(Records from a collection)
Segment Open
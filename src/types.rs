use glam::{Mat4, Vec3};

/// Camera uniform buffer data for GPU
#[repr(C)]
#[derive(Copy, Clone, Debug, bytemuck::Pod, bytemuck::Zeroable)]
pub struct CameraUniform {
    pub view_proj: [[f32; 4]; 4],
    pub eye: [f32; 3],
    pub _pad: f32,
}

impl CameraUniform {
    pub fn new(view_proj: Mat4, eye: Vec3) -> Self {
        Self {
            view_proj: view_proj.to_cols_array_2d(),
            eye: eye.to_array(),
            _pad: 0.0,
        }
    }
}

/// One light slot for GPU. The view-projection matrix is only meaningful for
/// the shadow-casting light in slot 0.
#[repr(C)]
#[derive(Copy, Clone, Debug, bytemuck::Pod, bytemuck::Zeroable)]
pub struct LightUniform {
    pub view_proj: [[f32; 4]; 4],
    pub position: [f32; 3],
    pub _pad1: f32,
    pub color: [f32; 3],
    pub _pad2: f32,
}

impl LightUniform {
    pub fn new(view_proj: Mat4, position: Vec3, color: Vec3) -> Self {
        Self {
            view_proj: view_proj.to_cols_array_2d(),
            position: position.to_array(),
            _pad1: 0.0,
            color: color.to_array(),
            _pad2: 0.0,
        }
    }
}

impl Default for LightUniform {
    fn default() -> Self {
        Self::new(Mat4::IDENTITY, Vec3::ZERO, Vec3::ZERO)
    }
}

/// Fixed-capacity light array: one shadow caster plus an optional fill light.
#[repr(C)]
#[derive(Copy, Clone, Debug, bytemuck::Pod, bytemuck::Zeroable)]
pub struct LightsUniform {
    pub lights: [LightUniform; 2],
    pub count: u32,
    pub _pad: [u32; 3],
}

/// Cube mesh vertex: position and outward face normal.
#[repr(C)]
#[derive(Copy, Clone, Debug, bytemuck::Pod, bytemuck::Zeroable)]
pub struct Vertex {
    pub position: [f32; 3],
    pub normal: [f32; 3],
}

impl Vertex {
    const ATTRIBS: [wgpu::VertexAttribute; 2] =
        wgpu::vertex_attr_array![0 => Float32x3, 1 => Float32x3];

    pub fn layout() -> wgpu::VertexBufferLayout<'static> {
        wgpu::VertexBufferLayout {
            array_stride: std::mem::size_of::<Self>() as wgpu::BufferAddress,
            step_mode: wgpu::VertexStepMode::Vertex,
            attributes: &Self::ATTRIBS,
        }
    }
}

/// Per-cube instance data: world position, uniform scale, albedo.
#[repr(C)]
#[derive(Copy, Clone, Debug, bytemuck::Pod, bytemuck::Zeroable)]
pub struct Instance {
    pub position: [f32; 3],
    pub scale: f32,
    pub color: [f32; 3],
    pub _pad: f32,
}

impl Instance {
    const ATTRIBS: [wgpu::VertexAttribute; 2] =
        wgpu::vertex_attr_array![2 => Float32x4, 3 => Float32x4];

    pub fn new(position: Vec3, scale: f32, color: [f32; 3]) -> Self {
        Self {
            position: position.to_array(),
            scale,
            color,
            _pad: 0.0,
        }
    }

    pub fn layout() -> wgpu::VertexBufferLayout<'static> {
        wgpu::VertexBufferLayout {
            array_stride: std::mem::size_of::<Self>() as wgpu::BufferAddress,
            step_mode: wgpu::VertexStepMode::Instance,
            attributes: &Self::ATTRIBS,
        }
    }
}

const fn v(position: [f32; 3], normal: [f32; 3]) -> Vertex {
    Vertex { position, normal }
}

/// Unit cube centered on the origin, one normal per face, 36 vertices.
pub const CUBE_VERTICES: [Vertex; 36] = [
    // -Z face
    v([-0.5, -0.5, -0.5], [0.0, 0.0, -1.0]),
    v([0.5, -0.5, -0.5], [0.0, 0.0, -1.0]),
    v([0.5, 0.5, -0.5], [0.0, 0.0, -1.0]),
    v([0.5, 0.5, -0.5], [0.0, 0.0, -1.0]),
    v([-0.5, 0.5, -0.5], [0.0, 0.0, -1.0]),
    v([-0.5, -0.5, -0.5], [0.0, 0.0, -1.0]),
    // +Z face
    v([-0.5, -0.5, 0.5], [0.0, 0.0, 1.0]),
    v([0.5, -0.5, 0.5], [0.0, 0.0, 1.0]),
    v([0.5, 0.5, 0.5], [0.0, 0.0, 1.0]),
    v([0.5, 0.5, 0.5], [0.0, 0.0, 1.0]),
    v([-0.5, 0.5, 0.5], [0.0, 0.0, 1.0]),
    v([-0.5, -0.5, 0.5], [0.0, 0.0, 1.0]),
    // -X face
    v([-0.5, 0.5, 0.5], [-1.0, 0.0, 0.0]),
    v([-0.5, 0.5, -0.5], [-1.0, 0.0, 0.0]),
    v([-0.5, -0.5, -0.5], [-1.0, 0.0, 0.0]),
    v([-0.5, -0.5, -0.5], [-1.0, 0.0, 0.0]),
    v([-0.5, -0.5, 0.5], [-1.0, 0.0, 0.0]),
    v([-0.5, 0.5, 0.5], [-1.0, 0.0, 0.0]),
    // +X face
    v([0.5, 0.5, 0.5], [1.0, 0.0, 0.0]),
    v([0.5, 0.5, -0.5], [1.0, 0.0, 0.0]),
    v([0.5, -0.5, -0.5], [1.0, 0.0, 0.0]),
    v([0.5, -0.5, -0.5], [1.0, 0.0, 0.0]),
    v([0.5, -0.5, 0.5], [1.0, 0.0, 0.0]),
    v([0.5, 0.5, 0.5], [1.0, 0.0, 0.0]),
    // -Y face
    v([-0.5, -0.5, -0.5], [0.0, -1.0, 0.0]),
    v([0.5, -0.5, -0.5], [0.0, -1.0, 0.0]),
    v([0.5, -0.5, 0.5], [0.0, -1.0, 0.0]),
    v([0.5, -0.5, 0.5], [0.0, -1.0, 0.0]),
    v([-0.5, -0.5, 0.5], [0.0, -1.0, 0.0]),
    v([-0.5, -0.5, -0.5], [0.0, -1.0, 0.0]),
    // +Y face
    v([-0.5, 0.5, -0.5], [0.0, 1.0, 0.0]),
    v([0.5, 0.5, -0.5], [0.0, 1.0, 0.0]),
    v([0.5, 0.5, 0.5], [0.0, 1.0, 0.0]),
    v([0.5, 0.5, 0.5], [0.0, 1.0, 0.0]),
    v([-0.5, 0.5, 0.5], [0.0, 1.0, 0.0]),
    v([-0.5, 0.5, -0.5], [0.0, 1.0, 0.0]),
];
Segment Closed
# [Task directions]
The answer is every line in the data where the word "slot" appears.

# [Output of the exercise]
/// One light slot for GPU. The view-projection matrix is only meaningful for
/// the shadow-casting light in slot 0.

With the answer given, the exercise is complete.